### Records provided
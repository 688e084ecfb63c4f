use serde_json::{Map, Value};
use std::collections::HashMap;

/// Checks a raw exchange market record against `key = value` filters.
///
/// String fields must match exactly, array fields (e.g. `"permissions": ["SPOT"]`)
/// must contain the value, and numbers/booleans are compared as text.
/// A record missing a filtered key never matches.
pub fn matches_filters(record: &Map<String, Value>, filters: &HashMap<String, String>) -> bool {
    filters.iter().all(|(key, required_value)| match record.get(key) {
        Some(Value::String(s)) => s == required_value,
        Some(Value::Array(arr)) => arr.iter().any(|v| v.as_str() == Some(required_value.as_str())),
        Some(v) => &v.to_string() == required_value,
        None => false,
    })
}
use crate::aggregator::{self, CexAggregator};
use crate::candles::{CandleTable, FetchRequest, fetch_candles, fetch_multiple_candles};
use crate::config::AppConfig;
use crate::exchange::{self, Exchange, SUPPORTED_EXCHANGES};
use crate::indicators::Indicator;
use crate::models::Timeframe;
use crate::movers;
use crate::options::{self, OptionContract, OptionRow};
use crate::pairs::{self, CorrelationMatrix};
use crate::storage_utils::AsyncStorageManager;
use crate::tables;
use anyhow::{Context, Result};
use chrono::{NaiveDate, Utc};
use clap::{Args, Parser, Subcommand};
use std::path::PathBuf;
use tracing::{info, warn};

pub const MARKETS_FILE: &str = "markets";

#[derive(Parser)]
#[command(name = "market-lens")]
#[command(about = "Crypto and stock market screener", long_about = None)]
pub struct Cli {
    /// Debug logging (RUST_LOG still wins when set)
    #[arg(short, long, global = true)]
    pub verbose: bool,

    #[command(subcommand)]
    pub command: Commands,
}

#[derive(Subcommand)]
pub enum Commands {
    /// Candles with indicators for one ticker
    Candles {
        ticker: String,
        /// Single exchange; every configured exchange when omitted
        #[arg(short, long)]
        exchange: Option<String>,
        #[command(flatten)]
        candle: CandleArgs,
        /// Write `<exchange>_<symbol>.csv` files to this directory
        #[arg(long)]
        csv: Option<PathBuf>,
        /// Rows to print per table
        #[arg(long, default_value_t = 10)]
        rows: usize,
    },
    /// Last values and trajectories of columns across tickers and exchanges
    Aggregate {
        #[arg(required = true)]
        tickers: Vec<String>,
        #[arg(short, long, value_delimiter = ',')]
        columns: Option<Vec<String>>,
        #[command(flatten)]
        candle: CandleArgs,
    },
    /// Rank tickers by how closely their changes follow a base ticker
    Compare {
        #[arg(required = true)]
        tickers: Vec<String>,
        #[arg(short, long, default_value = "BTC")]
        base: String,
    },
    /// Merged market listings with last prices
    Markets {
        #[arg(short, long)]
        base: Option<String>,
    },
    /// Top movers from Yahoo Finance
    Movers {
        #[arg(required = true)]
        tickers: Vec<String>,
        /// Quote tickers as crypto (`BTC-USD`)
        #[arg(long)]
        crypto: bool,
    },
    /// Project the compare ticker from the base ticker's recent move
    Pair {
        base: String,
        compare: String,
        #[arg(short, long, default_value = "1d")]
        interval: Timeframe,
        #[arg(short, long, default_value_t = 365)]
        limit: usize,
    },
    /// Correlation matrix of daily closes
    Correlation {
        #[arg(required = true, num_args = 2..)]
        tickers: Vec<String>,
        /// Crypto exchange to batch-fetch `TICKER/MARKET` from; Yahoo when omitted
        #[arg(short, long)]
        exchange: Option<String>,
        #[arg(short, long, default_value = "USDT")]
        market: String,
        #[arg(short, long, default_value_t = 365)]
        limit: usize,
    },
    /// Black-Scholes IV, delta and value split for a contract
    #[command(name = "option")]
    PriceOption {
        /// OCC symbol, e.g. AAPL250117C00150000
        contract: String,
        /// Observed option price
        #[arg(short, long)]
        price: f64,
        /// Underlying price; latest daily close when omitted
        #[arg(short, long)]
        spot: Option<f64>,
        #[command(flatten)]
        pricing: PricingArgs,
    },
    /// Black-Scholes rows for every listed call and put of a ticker
    Options {
        ticker: String,
        /// Expiry date (YYYY-MM-DD); the nearest one when omitted
        #[arg(short, long)]
        expiration: Option<NaiveDate>,
        #[command(flatten)]
        pricing: PricingArgs,
    },
    /// Exchanges that serve OHLCV without API keys
    Exchanges,
}

/// Quote and indicator settings shared by the candle commands.
#[derive(Args, Debug, Clone)]
pub struct CandleArgs {
    /// Quote currency used with --no-stable; a pair such as ETH/EUR brings its own
    #[arg(short, long, default_value = "USD")]
    pub market: String,
    /// Quote in --market instead of cycling stablecoins
    #[arg(long)]
    pub no_stable: bool,
    #[arg(short, long)]
    pub timeframe: Option<Timeframe>,
    #[arg(short, long)]
    pub limit: Option<usize>,
    /// Comma separated: rsi,ema,vwap
    #[arg(short, long, value_delimiter = ',')]
    pub indicators: Option<Vec<Indicator>>,
}

impl CandleArgs {
    /// The request for `ticker`. Quote flags only apply to bare tickers.
    pub fn request(&self, ticker: &str, config: &AppConfig) -> FetchRequest {
        let mut request = FetchRequest::new(ticker, config);
        if !FetchRequest::is_pair(ticker) {
            request.market = self.market.to_uppercase();
            request.stable_coin = !self.no_stable;
        }
        if let Some(timeframe) = self.timeframe {
            request.timeframe = timeframe;
        }
        if let Some(limit) = self.limit {
            request.limit = limit;
        }
        if let Some(indicators) = &self.indicators {
            request.indicators = indicators.clone();
        }
        request
    }
}

#[derive(Args, Debug, Clone)]
pub struct PricingArgs {
    /// Risk-free rate; the 10-year Treasury yield (or the config value) when omitted
    #[arg(short, long)]
    pub rate: Option<f64>,
    /// Fallback volatility; one year of historical volatility when omitted
    #[arg(long)]
    pub sigma: Option<f64>,
    /// Continuous dividend yield
    #[arg(short, long, default_value_t = 0.0)]
    pub dividend: f64,
}

pub async fn run(cli: Cli) -> Result<()> {
    let storage = AsyncStorageManager::new_relative("storage").await?;
    let config = AppConfig::load_or_default(&storage).await?;

    match cli.command {
        Commands::Candles {
            ticker,
            exchange,
            candle,
            csv,
            rows,
        } => {
            let request = candle.request(&ticker, &config);
            candles(request, exchange, csv, rows, config).await
        }
        Commands::Aggregate {
            tickers,
            columns,
            candle,
        } => {
            let mut config = config;
            if let Some(columns) = columns {
                config.aggregate_columns = columns;
            }
            let template = candle.request("", &config);
            aggregate(&tickers, &template, config).await
        }
        Commands::Compare { tickers, base } => {
            let aggregator = CexAggregator::from_config(config)?;
            let rows = aggregator.compare_candles(&tickers, &base).await;
            println!("{}", tables::similarity_table(&base, &rows));
            Ok(())
        }
        Commands::Markets { base } => {
            let aggregator = CexAggregator::from_config(config)?;
            let markets = aggregator.get_last_price(base.as_deref()).await;
            storage.save(MARKETS_FILE, &markets).await?;
            println!("{}", tables::markets_table(&markets));
            Ok(())
        }
        Commands::Movers { tickers, crypto } => {
            let yahoo = exchange::build("yahoo", Default::default())?;
            let report = movers::run(yahoo.as_ref(), &tickers, crypto, &config, &storage).await?;
            if report.results.is_empty() {
                println!("No data found.");
                return Ok(());
            }
            println!(
                "{}",
                tables::movers_table(&report, config.movers.top, &config.indicators, config.display_utc_offset_hours)
            );
            Ok(())
        }
        Commands::Pair {
            base,
            compare,
            interval,
            limit,
        } => {
            let yahoo = exchange::build("yahoo", Default::default())?;
            let trade = pairs::pair_trade(yahoo.as_ref(), &base, &compare, interval, limit).await?;
            println!("{}", tables::pair_table(&trade));
            Ok(())
        }
        Commands::Correlation {
            tickers,
            exchange: exchange_name,
            market,
            limit,
        } => {
            let matrix = match exchange_name {
                Some(name) => {
                    let client = exchange::build(&name, config.filters_for(&name))?;
                    let batch = fetch_multiple_candles(client.as_ref(), &tickers, &market, Timeframe::D1, limit).await?;
                    let series: Vec<_> = tickers.iter().map(|t| t.to_uppercase()).zip(batch).collect();
                    CorrelationMatrix::from_series(&series)
                }
                None => {
                    let yahoo = exchange::build("yahoo", Default::default())?;
                    pairs::correlation(yahoo.as_ref(), &tickers, Timeframe::D1, limit).await
                }
            };
            println!("{}", tables::correlation_table(&matrix));
            Ok(())
        }
        Commands::PriceOption {
            contract,
            price,
            spot,
            pricing,
        } => price_option(&contract, price, spot, &pricing, &config).await,
        Commands::Options {
            ticker,
            expiration,
            pricing,
        } => option_chain(&ticker, expiration, &pricing, &config).await,
        Commands::Exchanges => {
            println!("{}", tables::exchanges_table(SUPPORTED_EXCHANGES));
            Ok(())
        }
    }
}

async fn candles(
    request: FetchRequest,
    exchange_name: Option<String>,
    csv: Option<PathBuf>,
    rows: usize,
    config: AppConfig,
) -> Result<()> {
    let candle_tables: Vec<CandleTable> = match exchange_name {
        Some(name) => {
            let client = exchange::build(&name, config.filters_for(&name))?;
            vec![fetch_candles(client.as_ref(), &request, &config).await?]
        }
        None => CexAggregator::from_config(config.clone())?.get_candles(&request).await,
    };

    let export = match csv {
        Some(dir) => Some(AsyncStorageManager::new(dir).await?),
        None => None,
    };

    for table in &candle_tables {
        if table.is_empty() {
            warn!("{}: no market for {}", table.exchange, table.ticker);
            continue;
        }
        println!(
            "{}",
            tables::candles_table(table, rows, &config.indicators, config.display_utc_offset_hours)
        );
        if let Some(storage) = &export {
            let path = storage
                .save_csv(&table.file_stem(), &table.rows, config.display_utc_offset_hours)
                .await?;
            info!("Saved {:?}", path);
        }
    }
    Ok(())
}

async fn aggregate(tickers: &[String], template: &FetchRequest, config: AppConfig) -> Result<()> {
    let aggregator = CexAggregator::from_config(config.clone())?;
    let candles = aggregator.aggregate_candles(tickers, template).await;

    let series = aggregator::aggregate_columns(&candles, &config.aggregate_columns);
    println!("{}", tables::columns_table(&series));
    for column in &config.aggregate_columns {
        let max = aggregator::find_max_value(&series, column);
        let min = aggregator::find_min_value(&series, column);
        if let (Some((max_ticker, max)), Some((min_ticker, min))) = (max, min) {
            println!("{}: max {} {:.4}, min {} {:.4}", column, max_ticker, max, min_ticker, min);
        }
    }

    // Trajectories are reported per exchange.
    for name in aggregator.exchange_names() {
        let exchange_tables: Vec<CandleTable> = candles
            .values()
            .flatten()
            .filter(|t| t.exchange == name)
            .cloned()
            .collect();
        let info = aggregator::with_trajectories(&exchange_tables, &config.add_info, config.trajectory_window);
        if info.is_empty() {
            continue;
        }
        println!("\n{}\n{}", name, tables::columns_table(&info));
        if let Some((ticker, traj)) = aggregator::find_max_value(&info, "traj_rsi") {
            println!("Highest RSI trajectory: {} ({:.4})", ticker, traj);
        }
    }
    Ok(())
}

/// `rate` when given, else the Treasury yield, else the configured rate.
async fn risk_free_rate(rate: Option<f64>, yahoo: &dyn Exchange, config: &AppConfig) -> f64 {
    if let Some(rate) = rate {
        return rate;
    }
    if !config.auto_risk_free_rate {
        return config.risk_free_rate;
    }
    match options::fetch_risk_free_rate(yahoo).await {
        Ok(rate) => {
            info!("Risk-free rate {:.4} from {}", rate, options::RATE_TICKER);
            rate
        }
        Err(e) => {
            warn!(
                "{} unavailable ({}), using configured rate {}",
                options::RATE_TICKER,
                e,
                config.risk_free_rate
            );
            config.risk_free_rate
        }
    }
}

/// Spot and fallback volatility for `ticker`. One year of daily closes is
/// fetched only when either is missing.
async fn underlying(
    yahoo: &dyn Exchange,
    ticker: &str,
    spot: Option<f64>,
    sigma: Option<f64>,
) -> Result<(f64, f64)> {
    let closes: Vec<f64> = if spot.is_none() || sigma.is_none() {
        let candles = yahoo
            .fetch_ohlcv(ticker, Timeframe::D1, options::TRADING_DAYS as usize)
            .await
            .with_context(|| format!("daily candles for {}", ticker))?;
        candles.iter().map(|c| c.close).collect()
    } else {
        Vec::new()
    };

    let spot = spot
        .or_else(|| closes.last().copied())
        .with_context(|| format!("no spot price for {}", ticker))?;
    let sigma = sigma
        .or_else(|| options::historical_volatility(&closes))
        .with_context(|| format!("not enough history for {} volatility", ticker))?;
    Ok((spot, sigma))
}

async fn price_option(
    contract: &str,
    price: f64,
    spot: Option<f64>,
    pricing: &PricingArgs,
    config: &AppConfig,
) -> Result<()> {
    let contract = OptionContract::parse(contract)?;
    let yahoo = exchange::yahoo_client()?;
    let (spot, sigma) = underlying(&yahoo, &contract.ticker, spot, pricing.sigma).await?;
    let rate = risk_free_rate(pricing.rate, &yahoo, config).await;

    let row = OptionRow::evaluate(
        contract,
        spot,
        price,
        rate,
        pricing.dividend,
        sigma,
        Utc::now().date_naive(),
    )?;
    if row.implied_volatility.is_none() {
        warn!(
            "Implied volatility did not solve for {}, using sigma {:.4}",
            row.contract.symbol, sigma
        );
    }
    println!("{}", tables::option_table(&[row]));
    Ok(())
}

async fn option_chain(
    ticker: &str,
    expiration: Option<NaiveDate>,
    pricing: &PricingArgs,
    config: &AppConfig,
) -> Result<()> {
    let yahoo = exchange::yahoo_client()?;
    let chain = yahoo
        .fetch_option_chain(ticker, expiration)
        .await
        .with_context(|| format!("option chain for {}", ticker))?;
    let (spot, sigma) = underlying(&yahoo, &chain.ticker, chain.underlying_price, pricing.sigma).await?;
    let rate = risk_free_rate(pricing.rate, &yahoo, config).await;

    let rows = chain.evaluate(spot, rate, pricing.dividend, sigma, Utc::now().date_naive());
    info!(
        "{}: {} of {} contracts priced, expiries {:?}",
        chain.ticker,
        rows.len(),
        chain.calls.len() + chain.puts.len(),
        chain.expirations
    );
    if rows.is_empty() {
        println!("No data found.");
        return Ok(());
    }
    println!("{}", tables::option_table(&rows));
    Ok(())
}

### Task to complete
Which lines hold the word "yield"? Copy each of them from the records.

### Answer box
    /// Risk-free rate; the 10-year Treasury yield (or the config value) when omitted
    /// Continuous dividend yield
/// `rate` when given, else the Treasury yield, else the configured rate.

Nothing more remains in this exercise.